Recently, I shared with a friend that people who watch my achievements on the surface have the misconception that the titles etc. are the best part of my successes. What many people don't see behind closed doors is the emotional downfall (for the lack of a better word) that I sometimes experience after attaining these achievements. It is like climbing a mountain, reaching the top, and going back down. Sometimes, I don't even get excited the way I am supposed to when there is another achievement.
It is not that I don't appreciate all the goodness that's coming my way but because I understand my human nature of a constant thirst for new things and more, in addition to knowing that success is a journey, not a destination. Knowing that after each achievement, I will begin to thirst for something new impacts my emotional response.
Realizing that success is the pursuit and not just the attained goal, has forced me to accept that failure in itself isn't the lack of achieving the goal. So failure to me has become "not trying when I could have had a shot" and "not thriving progressively when I miss the shot."
I remember, in the last semester, during the midterms, I had gotten a 60 something percent in one of my classes. This is the first time I had gotten anything below 85% in the last three years straight in college. I remember sharing with my friends the feeling of joy and relief that I had finally gotten a low grade for the first time in forever. My happiness about the bad situation reemphasized my new awareness of failure.

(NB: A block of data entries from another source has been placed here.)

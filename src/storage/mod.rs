//! Storage backends for persisted configuration.
//!
//! A backend is a namespaced key-value object with three capabilities:
//! read the whole object, merge keys into it, and announce that it changed.
//! Change announcements carry no payload; consumers re-read the full state.

pub mod file;
pub mod memory;
pub mod watcher;

pub use file::FileStorage;
pub use memory::MemoryStorage;

use crate::error::{StoreError, StoreResult};
use async_trait::async_trait;
use serde_json::{Map, Value};
use std::sync::Arc;
use tokio::sync::broadcast::{self, error::RecvError};
use tracing::debug;

/// Buffered change events per listener before it is considered lagging.
const CHANGE_CHANNEL_CAPACITY: usize = 64;

/// A persistent key-value store with change notifications.
#[async_trait]
pub trait StorageBackend: Send + Sync + std::fmt::Debug {
    /// Short name used in logs and error messages.
    fn name(&self) -> &str;

    /// Read the stored object. `Ok(None)` means nothing has been stored yet.
    async fn get(&self) -> StoreResult<Option<Map<String, Value>>>;

    /// Merge `items` into the stored object. Keys not present in `items`
    /// are left untouched.
    async fn set(&self, items: Map<String, Value>) -> StoreResult<()>;

    /// Subscribe to change announcements.
    fn on_changed(&self) -> ChangeListener;
}

/// Sending half of a payload-less change broadcast.
#[derive(Debug, Clone)]
pub struct ChangeNotifier {
    tx: broadcast::Sender<()>,
}

impl ChangeNotifier {
    pub fn new() -> Self {
        let (tx, _) = broadcast::channel(CHANGE_CHANNEL_CAPACITY);
        Self { tx }
    }

    /// Announce a change. Returns how many listeners were reached.
    pub fn notify(&self) -> usize {
        // No listeners is not an error: nobody has called configure yet.
        self.tx.send(()).unwrap_or(0)
    }

    pub fn subscribe(&self) -> ChangeListener {
        ChangeListener {
            rx: self.tx.subscribe(),
        }
    }

    pub fn listener_count(&self) -> usize {
        self.tx.receiver_count()
    }
}

impl Default for ChangeNotifier {
    fn default() -> Self {
        Self::new()
    }
}

/// Receiving half of a change broadcast.
#[derive(Debug)]
pub struct ChangeListener {
    rx: broadcast::Receiver<()>,
}

impl ChangeListener {
    /// Wait for the next change.
    ///
    /// Returns `None` once every notifier has been dropped. If this listener
    /// fell behind, the missed events are reported as a single change.
    pub async fn changed(&mut self) -> Option<()> {
        match self.rx.recv().await {
            Ok(()) => Some(()),
            Err(RecvError::Lagged(skipped)) => {
                debug!(skipped, "Change listener lagged; coalescing missed events");
                Some(())
            }
            Err(RecvError::Closed) => None,
        }
    }
}

/// Pick the first available backend in priority order.
///
/// Candidates are `None` when the corresponding backend is not present in
/// this environment.
pub fn select_backend<B, I>(candidates: I) -> StoreResult<Arc<B>>
where
    B: ?Sized,
    I: IntoIterator<Item = Option<Arc<B>>>,
{
    candidates
        .into_iter()
        .flatten()
        .next()
        .ok_or(StoreError::NoBackend)
}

I was happy because something in me was enjoying the challenge, the bent roads, and journey, while I had gotten bored of simply just obtaining a goal. I knew deep within that the badass nerd in me would still get an A in the class by the end of the semester, but I was more turned on by having to do more and work differently to attain the goal.
Similarly, in my writing, there is the assumption that publishing the book is the best part... but then the question I challenge writers interested in self-publishing to think of is "what next?" Not to kill the joy and excitement of the moment but I hope that you can keep that same energy in doing continuous book promotions for sustainable book sales. Personally, after publishing a book, I have writer's block for months. So while planning, the challenge and success for me is not only publishing the book but feeling like a writer again and falling into the necessary zone to write new materials or explore new things after “the high” or releasing a book passes.
This renewed thinking within me has also let me realize the closest friends and appreciate them differently. I have developed a deeper appreciation for people who continually cheer for me in my becoming. People who don't wait until that one big thing happens before they tell me that they acknowledge my work and that I am doing a great job. People who are there to fire me up again, after the one big moment, and in that space of vulnerability where I could fall victim of feeling empty again.
If success is not just getting the shot, then failure isn't missing it either. Success is trying, it is the journey and thriving after.